%%
use std::env;
use std::process::ExitCode;

use log::{error, info};

use plum_checkers::game_state::checkers_rules::RuleSet;
use plum_checkers::protocol::session::run_stdio_loop;

const RULES_ENV_VAR: &str = "PLUM_CHECKERS_RULES";

fn main() -> ExitCode {
    env_logger::init();

    let rules = match env::var(RULES_ENV_VAR) {
        Ok(name) => match name.parse::<RuleSet>() {
            Ok(rules) => rules,
            Err(err) => {
                error!("{RULES_ENV_VAR}: {err}");
                return ExitCode::FAILURE;
            }
        },
        Err(_) => RuleSet::default(),
    };
    info!("starting checkers session ({rules} rules)");

    match run_stdio_loop(rules) {
        Ok(()) => ExitCode::SUCCESS,
        Err(err) => {
            error!("session i/o failed: {err}");
            ExitCode::FAILURE
        }
    }
}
%%
Task goal:
For each entry above, please make an exact copy.

Response below:
use std::env;
use std::process::ExitCode;

use log::{error, info};

use plum_checkers::game_state::checkers_rules::RuleSet;
use plum_checkers::protocol::session::run_stdio_loop;

const RULES_ENV_VAR: &str = "PLUM_CHECKERS_RULES";

fn main() -> ExitCode {
    env_logger::init();

    let rules = match env::var(RULES_ENV_VAR) {
        Ok(name) => match name.parse::<RuleSet>() {
            Ok(rules) => rules,
            Err(err) => {
                error!("{RULES_ENV_VAR}: {err}");
                return ExitCode::FAILURE;
            }
        },
        Err(_) => RuleSet::default(),
    };
    info!("starting checkers session ({rules} rules)");

    match run_stdio_loop(rules) {
        Ok(()) => ExitCode::SUCCESS,
        Err(err) => {
            error!("session i/o failed: {err}");
            ExitCode::FAILURE
        }
    }
}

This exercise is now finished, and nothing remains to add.